Britain’s Chief Rabbi Ephraim Mirvis has praised Pope Francis as a “truly outstanding and inspirational spiritual leader” following a meeting with him in Rome.
The Chief Rabbi was accompanied by Cardinal Vincent Nichols, president of the Catholic Bishops’ Conference of England and Wales.
During the meeting he gave the Pope a special set of apple and honey used for Jewish New Year celebrations. He told Vatican Radio the gift represented bitterness experienced in the past and the hope of moving forward in a “sweet manner”.
This gift, he said, was an “expression of our thoughts as regards the background to our visit and how, thanks to [the Second Vatican Council document] Nostra Aetate, we are moving very much forward”.
The 50th anniversary of the promulgation of Nostra Aetate, which focused on relations with other faiths, falls on October 28 this year.
Cardinal Nichols said during their trip they had seen “the practical unfolding of Nostra Aetate” in the work of the Pontifical Commission for Religious Relations with Judaism and of the Cardinal Bea Centre for Judaic Studies at Rome’s Gregorian University, both of which they visited.
In a joint article for the Daily Telegraph this week Rabbi Mirvis and Cardinal Nichols said that in an age of hostile secularism it was “more important than ever” for different faiths to form close relationships.

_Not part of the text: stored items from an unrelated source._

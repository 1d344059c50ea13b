use std::cell::RefCell;
use std::fmt;
use std::rc::Rc;

use crate::base::{Attributes, BaseModel};
use crate::errors::ModelError;
use crate::store::ObjectStore;

/// Live instance shared between its owner and the store it is registered with.
pub type Shared<T> = Rc<RefCell<T>>;

/// Type-erased handle as held by a store.
pub type SharedModel = Shared<dyn Model>;

/// Registry key for an object: `"<ClassName>.<id>"`.
pub fn storage_key(class_name: &str, id: &str) -> String {
    format!("{class_name}.{id}")
}

/// Object-safe view of a persisted entity, as held by a store.
pub trait Model: fmt::Debug {
    fn class_name(&self) -> &'static str;
    fn base(&self) -> &BaseModel;
    fn base_mut(&mut self) -> &mut BaseModel;

    fn id(&self) -> &str {
        &self.base().id
    }

    fn key(&self) -> String {
        storage_key(self.class_name(), self.id())
    }

    /// Serialized copy of every attribute plus `__class__`.
    fn to_dict(&self) -> Attributes {
        self.base().to_dict_as(self.class_name())
    }
}

impl fmt::Display for dyn Model + '_ {
    fn fmt(&self, f: &mut fmt::Formatter<'_>) -> fmt::Result {
        self.base().fmt_repr(f, self.class_name())
    }
}

/// Concrete entity type with a fixed class discriminator.
pub trait Entity: Model + Sized + 'static {
    const CLASS_NAME: &'static str;

    fn from_base(base: BaseModel) -> Self;

    /// New identity, not registered anywhere.
    fn fresh() -> Self {
        Self::from_base(BaseModel::new())
    }

    /// New identity, registered with `store`. The store keeps the returned
    /// handle, so later changes made through it are seen by every save.
    fn create<S: ObjectStore + ?Sized>(store: &mut S) -> Shared<Self> {
        let entity = Self::fresh().into_shared();
        store.register(entity.clone());
        entity
    }

    /// Rehydrate from a serialized record. Never registers.
    fn from_dict(dict: &Attributes) -> Result<Self, ModelError> {
        BaseModel::from_dict(dict).map(Self::from_base)
    }

    fn into_shared(self) -> Shared<Self> {
        Rc::new(RefCell::new(self))
    }
}

/// `save()` for registered entities.
pub trait Persist {
    /// Refresh `updated_at`, (re)register this instance and write the whole
    /// store. Fails without touching anything if the instance is borrowed.
    fn save<S: ObjectStore + ?Sized>(&self, store: &mut S) -> Result<(), S::Error>;
}

impl<E: Entity> Persist for Shared<E> {
    fn save<S: ObjectStore + ?Sized>(&self, store: &mut S) -> Result<(), S::Error> {
        self.try_borrow_mut()
            .map_err(|_| ModelError::Borrowed(E::CLASS_NAME.to_string()))?
            .base_mut()
            .touch();
        let handle: SharedModel = self.clone();
        store.register(handle);
        store.save()
    }
}

impl Model for BaseModel {
    fn class_name(&self) -> &'static str {
        Self::CLASS_NAME
    }

    fn base(&self) -> &BaseModel {
        self
    }

    fn base_mut(&mut self) -> &mut BaseModel {
        self
    }
}

impl Entity for BaseModel {
    const CLASS_NAME: &'static str = "BaseModel";

    fn from_base(base: BaseModel) -> Self {
        base
    }
}

impl fmt::Display for BaseModel {
    fn fmt(&self, f: &mut fmt::Formatter<'_>) -> fmt::Result {
        self.fmt_repr(f, Self::CLASS_NAME)
    }
}
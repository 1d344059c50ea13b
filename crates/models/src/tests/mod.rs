use serde_json::Value;

use crate::base::Attributes;


/// State entity behaviour
pub mod state_tests;




pub(crate) fn dict(value: Value) -> Attributes {
    match value {
        Value::Object(map) => map,
        other => panic!("expected a JSON object, got {other}"),
    }
}
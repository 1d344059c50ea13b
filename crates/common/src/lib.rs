//! Shared runtime helpers: tracing setup and filesystem checks.

/// Target prefix of this crate's tracing events.
pub const CRATE_NAME: &str = env!("CARGO_CRATE_NAME");

pub mod env;
pub mod utils;
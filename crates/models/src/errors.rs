use thiserror::Error;

#[derive(Debug, Error)]
pub enum ModelError {
    #[error("type error: {0}")]
    Type(String),
    #[error("invalid timestamp {value:?} for `{field}`")]
    InvalidTimestamp { field: String, value: String },
    #[error("unknown class: {0}")]
    UnknownClass(String),
    #[error("record has no `__class__` discriminator")]
    MissingClass,
    #[error("{0} is already borrowed")]
    Borrowed(String),
}

impl ModelError {
    pub fn type_error(msg: impl Into<String>) -> Self { Self::Type(msg.into()) }
}
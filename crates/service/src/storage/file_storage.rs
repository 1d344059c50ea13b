use std::{
    fs, io,
    path::{Path, PathBuf},
};

use models::store::{insert, rekey, restore, snapshot};
use models::{storage_key, Attributes, ClassRegistry, ObjectStore, Objects, SharedModel};
use tracing::debug;

use crate::errors::ServiceError;

/// JSON file-backed object store.
///
/// Keeps a shared handle to every registered object under `"<ClassName>.<id>"`
/// and writes the current state of the whole registry to a single JSON object
/// on [`ObjectStore::save`]. Each value in the file is the object's `to_dict()`
/// output.
///
/// The file is overwritten in place and never locked. A crash mid-write, or a
/// second process saving to the same path, can leave it truncated or drop
/// the other writer's objects.
#[derive(Debug)]
pub struct FileStorage {
    objects: Objects,
    classes: ClassRegistry,
    file_path: PathBuf,
    pretty: bool,
}

impl FileStorage {
    /// Empty store bound to `path`. Nothing is read from disk.
    pub fn new<P: Into<PathBuf>>(path: P, classes: ClassRegistry) -> Self {
        Self { objects: Objects::new(), classes, file_path: path.into(), pretty: false }
    }

    /// Store bound to `path`, populated from the file if it exists.
    pub fn open<P: Into<PathBuf>>(path: P, classes: ClassRegistry) -> Result<Self, ServiceError> {
        let mut storage = Self::new(path, classes);
        storage.reload()?;
        Ok(storage)
    }

    /// Open the configured file with every shipped entity registered.
    pub fn from_config(cfg: &configs::StorageConfig) -> Result<Self, ServiceError> {
        let storage = Self::open(&cfg.file_path, ClassRegistry::with_defaults())?;
        Ok(storage.with_pretty(cfg.pretty))
    }

    /// Pretty-print the JSON written by `save`.
    pub fn with_pretty(mut self, pretty: bool) -> Self {
        self.pretty = pretty;
        self
    }

    pub fn path(&self) -> &Path {
        &self.file_path
    }

    /// Look up an object by composite key.
    pub fn get(&self, key: &str) -> Option<SharedModel> {
        self.objects.get(key).cloned()
    }

    pub fn find(&self, class_name: &str, id: &str) -> Option<SharedModel> {
        self.get(&storage_key(class_name, id))
    }

    /// Drop an object from the registry; the file changes on the next save.
    pub fn remove(&mut self, key: &str) -> Option<SharedModel> {
        let removed = self.objects.remove(key);
        if removed.is_some() {
            debug!(%key, "object removed from registry");
        }
        removed
    }

    /// Objects of a single class, in key order.
    pub fn all_of<'a>(&'a self, class_name: &'a str) -> impl Iterator<Item = &'a SharedModel> + 'a {
        self.objects
            .iter()
            .filter(move |(key, _)| key.split_once('.').map(|(class, _)| class) == Some(class_name))
            .map(|(_, obj)| obj)
    }

    pub fn len(&self) -> usize {
        self.objects.len()
    }

    pub fn is_empty(&self) -> bool {
        self.objects.is_empty()
    }

    fn encode(&self, snap: &Attributes) -> Result<Vec<u8>, serde_json::Error> {
        if self.pretty {
            serde_json::to_vec_pretty(snap)
        } else {
            serde_json::to_vec(snap)
        }
    }
}

impl ObjectStore for FileStorage {
    type Error = ServiceError;

    fn all(&self) -> &Objects {
        &self.objects
    }

    fn register(&mut self, obj: SharedModel) {
        let key = insert(&mut self.objects, obj);
        debug!(%key, "object registered");
    }

    fn save(&mut self) -> Result<(), ServiceError> {
        rekey(&mut self.objects)?;
        let snap = snapshot(&self.objects)?;
        let data = self.encode(&snap).map_err(|e| ServiceError::json(&self.file_path, e))?;
        common::env::ensure_parent_dir(&self.file_path).map_err(|e| ServiceError::io(&self.file_path, e))?;
        fs::write(&self.file_path, data).map_err(|e| ServiceError::io(&self.file_path, e))?;
        debug!(path = %self.file_path.display(), count = snap.len(), "storage saved");
        Ok(())
    }

    fn reload(&mut self) -> Result<(), ServiceError> {
        let bytes = match fs::read(&self.file_path) {
            Ok(bytes) => bytes,
            Err(e) if e.kind() == io::ErrorKind::NotFound => {
                debug!(path = %self.file_path.display(), "storage file not found; registry unchanged");
                return Ok(());
            }
            Err(e) => return Err(ServiceError::io(&self.file_path, e)),
        };
        let snap: Attributes = serde_json::from_slice(&bytes).map_err(|e| ServiceError::json(&self.file_path, e))?;
        let restored = restore(&self.classes, &snap)?;
        debug!(path = %self.file_path.display(), count = restored.len(), "storage reloaded");
        self.objects.extend(restored);
        Ok(())
    }
}
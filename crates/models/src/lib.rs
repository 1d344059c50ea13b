//! Entity layer: identity, timestamps and (de)serialization of persisted objects.
//! - `BaseModel` carries the state shared by every entity.
//! - `ClassRegistry` maps `__class__` discriminators back to entity types.
//! - `ObjectStore` is the seam the storage engine implements.

pub mod errors;
pub mod base;
pub mod entity;
pub mod state;
pub mod user;
pub mod registry;
pub mod store;

pub use base::{Attributes, BaseModel, CLASS_KEY};
pub use entity::{storage_key, Entity, Model, Persist, Shared, SharedModel};
pub use errors::ModelError;
pub use registry::ClassRegistry;
pub use state::State;
pub use store::{ObjectStore, Objects};
pub use user::User;

#[cfg(test)]
mod tests;
//! Storage engines for service layer
//!
//! Contains the JSON file-backed object store that entities register with
//! and save through.

pub mod file_storage;

pub use file_storage::FileStorage;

“In many places to be a person of faith can be, in and of itself, an act of courage,” they said. “To confess your belief in God no longer commands universal respect … In many societies you are more likely to be dismissed as naïve, unsophisticated and narrow-minded.
“As such, when a view is expressed which is informed by one’s faith on issues such as assisted dying, the value of family life or social responsibility, that view is often treated with scepticism, as though it is somehow less rational or ill-founded.
“And all of this amid the alarming increase in the brazen persecution of Christian, Muslim and Jewish minorities which has become one of the most pressing and shameful issues of our time.
“That is why it is more important than ever for faith communities like ours to cultivate close working relationships,” the two leaders said.